BCG: Very Bullish on the MBA

To meet aggressive plans for growth, Boston Consulting Group may have to double its hiring of freshly minted MBA graduates over the next five years, according to a top official at the consulting firm. This year, the prestigious consulting firm expects its MBA hiring to be up a whopping 18% over 2010.

The increase in hiring is a strong vote of confidence in the top business schools and the MBAs they produce. After consulting rival McKinsey & Co., Boston Consulting Group is the world’s largest hirer of MBAs from top business schools (see story on the largest recruiters of top MBAs). In a typical year, BCG brings aboard hundreds of MBAs for a growing network of 71 offices in 41 countries. BCG, which posted $2.75 billion in 2009 revenue, won’t publicly disclose the exact number of hirers, but B-school employment reports show that the company brought in well over 300 MBAs last year.

The 18% rise in MBA hiring is even more striking because the comparative number in the previous year also was strong, growing in double digits.  “We have been hiring aggressively throughout the downturn,” says Mel Wolfgang, who oversees the firm’s recruiting of MBAs and PhDs in the Americas. “Every time we think about the next class, we think of it as greater. We are about to launch the intern campaign and it will be our largest intern class ever. We are feeling good about the future.”

In fact, Wolfgang said he is concerned that the current group of elite schools on BCG’s recruiting schedule will not be able to meet the company’s needs in the near future. “I’m worried that during the next five to seven years, when we double in size, we’ll have to essentially bring in double the number of people we bring in today.
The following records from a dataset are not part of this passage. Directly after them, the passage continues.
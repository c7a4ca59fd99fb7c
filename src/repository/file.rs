//! # Durable Repository Backend
//!
//! One table file per entity kind under `<data_dir>/tables/<kind>.json`.
//!
//! File layout:
//! ```text
//! {"kind":"users","count":2,"checksum":1234567890}\n
//! [ ...rows as JSON... ]
//! ```
//! The header's CRC32 covers the body bytes exactly as written.
//!
//! Every mutation is applied to a copy of the table, written with
//! temp file + fsync + rename, and only then swapped in. A failed write
//! leaves both the file and the in-memory table unchanged.

use std::fs::{self, File, OpenOptions};
use std::io::Write;
use std::path::{Path, PathBuf};
use std::sync::{RwLock, RwLockReadGuard, RwLockWriteGuard};

use crc32fast::Hasher;
use serde::{Deserialize, Serialize};
use serde_json::Value;
use tracing::debug;
use uuid::Uuid;

use super::errors::{RepositoryError, RepositoryResult};
use super::table::Table;
use super::Repository;
use crate::model::Entity;

/// CRC32 (IEEE) of a table body
pub fn compute_checksum(data: &[u8]) -> u32 {
    let mut hasher = Hasher::new();
    hasher.update(data);
    hasher.finalize()
}

/// First line of a table file
#[derive(Debug, Clone, PartialEq, Eq, Serialize, Deserialize)]
struct TableHeader {
    kind: String,
    count: usize,
    checksum: u32,
}

/// Path of the table file for `T` under `data_dir`
pub fn table_path<T: Entity>(data_dir: &Path) -> PathBuf {
    data_dir.join("tables").join(format!("{}.json", T::KIND))
}

/// Encode rows into the on-disk table format
fn encode<T: Entity>(rows: &[T]) -> RepositoryResult<Vec<u8>> {
    let body = serde_json::to_vec_pretty(rows)
        .map_err(|e| RepositoryError::storage(format!("failed to serialize {}: {}", T::KIND, e)))?;
    let header = TableHeader {
        kind: T::KIND.to_string(),
        count: rows.len(),
        checksum: compute_checksum(&body),
    };
    let mut bytes = serde_json::to_vec(&header)
        .map_err(|e| RepositoryError::storage(format!("failed to serialize header: {}", e)))?;
    bytes.push(b'\n');
    bytes.extend_from_slice(&body);
    Ok(bytes)
}

/// Decode and verify a table file. Any mismatch is corruption.
fn decode<T: Entity>(bytes: &[u8]) -> RepositoryResult<Vec<T>> {
    let split = bytes
        .iter()
        .position(|b| *b == b'\n')
        .ok_or_else(|| RepositoryError::corruption(format!("{} table has no header", T::KIND)))?;
    let (header_bytes, body) = (&bytes[..split], &bytes[split + 1..]);

    let header: TableHeader = serde_json::from_slice(header_bytes).map_err(|e| {
        RepositoryError::corruption(format!("{} table header unreadable: {}", T::KIND, e))
    })?;
    if header.kind != T::KIND {
        return Err(RepositoryError::corruption(format!(
            "expected {} table, found {}",
            T::KIND,
            header.kind
        )));
    }
    if compute_checksum(body) != header.checksum {
        return Err(RepositoryError::corruption(format!(
            "{} table checksum mismatch",
            T::KIND
        )));
    }

    let rows: Vec<T> = serde_json::from_slice(body).map_err(|e| {
        RepositoryError::corruption(format!("{} table rows unreadable: {}", T::KIND, e))
    })?;
    if rows.len() != header.count {
        return Err(RepositoryError::corruption(format!(
            "{} table holds {} rows, header says {}",
            T::KIND,
            rows.len(),
            header.count
        )));
    }
    Ok(rows)
}

/// Write `bytes` to `path` atomically (temp file, fsync, rename, dir fsync)
fn write_atomic(path: &Path, bytes: &[u8]) -> RepositoryResult<()> {
    let parent = path
        .parent()
        .ok_or_else(|| RepositoryError::storage(format!("{} has no parent", path.display())))?;
    fs::create_dir_all(parent).map_err(|e| {
        RepositoryError::storage(format!("failed to create {}: {}", parent.display(), e))
    })?;

    let temp_path = path.with_extension("json.tmp");
    let mut file = OpenOptions::new()
        .write(true)
        .create(true)
        .truncate(true)
        .open(&temp_path)
        .map_err(|e| RepositoryError::storage(format!("failed to create temp table file: {}", e)))?;
    file.write_all(bytes)
        .map_err(|e| RepositoryError::storage(format!("failed to write table file: {}", e)))?;
    file.sync_all()
        .map_err(|e| RepositoryError::storage(format!("failed to fsync table file: {}", e)))?;

    fs::rename(&temp_path, path)
        .map_err(|e| RepositoryError::storage(format!("failed to commit table file: {}", e)))?;

    if let Ok(dir) = File::open(parent) {
        let _ = dir.sync_all();
    }
    Ok(())
}

/// Repository persisted to a checksummed JSON table file
#[derive(Debug)]
pub struct FileRepository<T: Entity> {
    path: PathBuf,
    table: RwLock<Table<T>>,
}

impl<T: Entity> FileRepository<T> {
    /// Open the table for `T` under `data_dir`, loading it if present.
    ///
    /// A missing file is an empty table. A file that fails verification is
    /// reported as corruption and nothing is loaded.
    pub fn open(data_dir: impl AsRef<Path>) -> RepositoryResult<Self> {
        let path = table_path::<T>(data_dir.as_ref());
        let table = if path.exists() {
            let bytes = fs::read(&path).map_err(|e| {
                RepositoryError::storage(format!("failed to read {}: {}", path.display(), e))
            })?;
            let rows = decode::<T>(&bytes)?;
            Table::from_rows(rows).map_err(|e| match e {
                RepositoryError::Conflict(msg) => RepositoryError::corruption(msg),
                other => other,
            })?
        } else {
            Table::new()
        };

        debug!(kind = T::KIND, rows = table.len(), path = %path.display(), "table loaded");

        Ok(Self {
            path,
            table: RwLock::new(table),
        })
    }

    pub fn path(&self) -> &Path {
        &self.path
    }

    fn read(&self) -> RepositoryResult<RwLockReadGuard<'_, Table<T>>> {
        self.table
            .read()
            .map_err(|_| RepositoryError::storage(format!("{} table lock poisoned", T::KIND)))
    }

    fn write(&self) -> RepositoryResult<RwLockWriteGuard<'_, Table<T>>> {
        self.table
            .write()
            .map_err(|_| RepositoryError::storage(format!("{} table lock poisoned", T::KIND)))
    }

    /// Run `op` on a copy of the table, persist it, then swap it in.
    fn mutate<R>(&self, op: impl FnOnce(&mut Table<T>) -> RepositoryResult<R>) -> RepositoryResult<R> {
        let mut guard = self.write()?;
        let mut next = guard.clone();
        let result = op(&mut next)?;
        write_atomic(&self.path, &encode(&next.rows())?)?;
        *guard = next;
        Ok(result)
    }
}

impl<T: Entity> Repository<T> for FileRepository<T> {
    fn add(&self, entity: T) -> RepositoryResult<T> {
        self.mutate(|table| table.insert(entity))
    }

    fn get(&self, id: Uuid) -> RepositoryResult<Option<T>> {
        Ok(self.read()?.get(id).cloned())
    }

    fn get_all(&self) -> RepositoryResult<Vec<T>> {
        Ok(self.read()?.rows())
    }

    fn get_by_attribute(&self, name: &str, value: &Value) -> RepositoryResult<Option<T>> {
        self.read()?.find_by_attribute(name, value)
    }

    fn update(&self, id: Uuid, patch: &T::Patch) -> RepositoryResult<T> {
        self.mutate(|table| table.update(id, patch))
    }

    fn replace(&self, entity: T) -> RepositoryResult<T> {
        self.mutate(|table| table.replace(entity))
    }

    fn delete(&self, id: Uuid) -> RepositoryResult<T> {
        self.mutate(|table| table.remove(id))
    }
}

#[cfg(test)]
mod tests {
    use super::*;
    use crate::model::{Amenity, AmenityPatch};
    use tempfile::TempDir;

    fn amenity(name: &str) -> Amenity {
        Amenity::new(name.to_string()).unwrap()
    }

    #[test]
    fn test_checksum_detects_single_bit_flip() {
        let mut data = b"[{\"name\":\"Pool\"}]".to_vec();
        let original = compute_checksum(&data);
        data[4] ^= 0x01;
        assert_ne!(original, compute_checksum(&data));
    }

    #[test]
    fn test_encode_decode() {
        let rows = vec![amenity("Pool"), amenity("Sauna")];
        let bytes = encode(&rows).unwrap();
        let decoded: Vec<Amenity> = decode(&bytes).unwrap();
        assert_eq!(decoded.len(), 2);
        assert_eq!(decoded[1].name, "Sauna");
        assert_eq!(decoded[0].record, rows[0].record);
    }

    #[test]
    fn test_decode_rejects_wrong_kind() {
        let bytes = encode(&[amenity("Pool")]).unwrap();
        let err = decode::<crate::model::User>(&bytes).unwrap_err();
        assert!(err.is_fatal());
    }

    #[test]
    fn test_missing_file_is_empty_table() {
        let dir = TempDir::new().unwrap();
        let repo = FileRepository::<Amenity>::open(dir.path()).unwrap();
        assert!(repo.get_all().unwrap().is_empty());
        assert!(!repo.path().exists());
    }

    #[test]
    fn test_mutations_survive_reopen() {
        let dir = TempDir::new().unwrap();
        let (pool_id, gym_id) = {
            let repo = FileRepository::<Amenity>::open(dir.path()).unwrap();
            let pool = repo.add(amenity("Pool")).unwrap();
            let gym = repo.add(amenity("Gym")).unwrap();
            repo.update(
                pool.id(),
                &AmenityPatch {
                    name: Some("Heated pool".to_string()),
                },
            )
            .unwrap();
            (pool.id(), gym.id())
        };

        let repo = FileRepository::<Amenity>::open(dir.path()).unwrap();
        let all = repo.get_all().unwrap();
        assert_eq!(all.len(), 2);
        assert_eq!(repo.get(pool_id).unwrap().unwrap().name, "Heated pool");

        repo.delete(gym_id).unwrap();
        let reopened = FileRepository::<Amenity>::open(dir.path()).unwrap();
        assert!(reopened.get(gym_id).unwrap().is_none());
        // Unique index is rebuilt on load
        assert!(matches!(
            reopened.add(amenity("Heated pool")),
            Err(RepositoryError::Conflict(_))
        ));
    }

    #[test]
    fn test_failed_mutation_writes_nothing() {
        let dir = TempDir::new().unwrap();
        let repo = FileRepository::<Amenity>::open(dir.path()).unwrap();
        repo.add(amenity("Pool")).unwrap();
        let before = fs::read(repo.path()).unwrap();

        assert!(repo.add(amenity("Pool")).is_err());
        assert_eq!(fs::read(repo.path()).unwrap(), before);
    }

    #[test]
    fn test_corrupted_file_refuses_to_load() {
        let dir = TempDir::new().unwrap();
        let path = {
            let repo = FileRepository::<Amenity>::open(dir.path()).unwrap();
            repo.add(amenity("Pool")).unwrap();
            repo.path().to_path_buf()
        };

        let mut bytes = fs::read(&path).unwrap();
        let last = bytes.len() - 3;
        bytes[last] ^= 0x20;
        fs::write(&path, &bytes).unwrap();

        let err = FileRepository::<Amenity>::open(dir.path()).unwrap_err();
        assert!(matches!(err, RepositoryError::Corruption(_)));
    }
}
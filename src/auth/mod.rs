//! # HBnB Auth Module
//!
//! Password hashing, JWT access tokens and the per-request caller context.
//!
//! Tokens are stateless: the caller's id and admin flag are taken from the
//! verified claims, with no lookup per request.

pub mod errors;
pub mod crypto;
pub mod jwt;
pub mod context;
pub mod api;

pub use api::{AuthService, LoginRequest};
pub use context::{bearer_token, Caller};
pub use errors::{AuthError, AuthResult};
pub use jwt::{JwtClaims, JwtConfig, JwtManager, TokenResponse};
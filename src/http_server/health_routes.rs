//! Health check.

use axum::{routing::get, Json, Router};
use serde::{Deserialize, Serialize};

use super::state::AppState;

/// Health check response
#[derive(Debug, Serialize, Deserialize)]
pub struct HealthResponse {
    pub status: String,
    pub version: String,
}

pub fn health_routes() -> Router<AppState> {
    Router::new().route("/health", get(health_handler))
}

async fn health_handler() -> Json<HealthResponse> {
    Json(HealthResponse {
        status: "ok".to_string(),
        version: env!("CARGO_PKG_VERSION").to_string(),
    })
}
Where are we going to get that talent? We just can’t do that from the same core schools we recruit from today. It has to come from a broader set of schools and from international schools.”


Each year, BCG recruits at more than 25 business schools in the U.S. and Canada, he says, with 80% of the incoming class of MBAs coming from some 15 campuses. Wolfgang said the four top schools where BCG gets the largest number of MBAs are Harvard, Stanford, Wharton, and Kellogg. Last year, BCG hired more than 150 MBAs from those four schools alone, including 43 from Wharton and 35 from Kellogg. The company also aggressively recruited MBAs at Columbia (25), Chicago (19), Dartmouth, MIT Sloan (14), Duke (8), Michigan (6) and Virginia’s Darden School.

These hires, moreover, do not include BCG’s recruiting efforts in other parts of the world, particularly Europe and Asia. In each of the last three years, for example, BCG has hired MBAs in double-digits from both INSEAD (44 hires in 2009) in France and London Business School (10) in the U.K. During a recent BCG presentation at London, the company’s partners told students that 15 of its offices now “are keen to recruit” from London, a number that is up from eight previously and is likely to rise to about 25 offices over the next year.

The firm receives more than 30,000 applicants a year. Between 5,000 and 10,000 of them are from the core campuses that BCG draws upon for the majority of its MBA hires.

What the BCG partner is seeing in the MBA marketplace bodes well for the Class of 2011. “We have gone from having almost no competition in the fall of 2008 to a big ramp up this past season,” he says. “This past fall, four months ago, the banks really started coming back. We also saw not only a resurgence of consulting but private equity, venture capital, and hedge funds, which had been sleepy for a two-year period, began to push very hard.”

Wolfgang said the early signs of a recovery in MBA hiring could be spotted a year ago when many MBA recruiters starting coming back for interns for the summer of 2010. “They were seeing the light at the end of the tunnel then,” he says. But as MBA recruiters began extending offers to Class of 2011 students late last year, the competition for the best and the brightest has really ratcheted up.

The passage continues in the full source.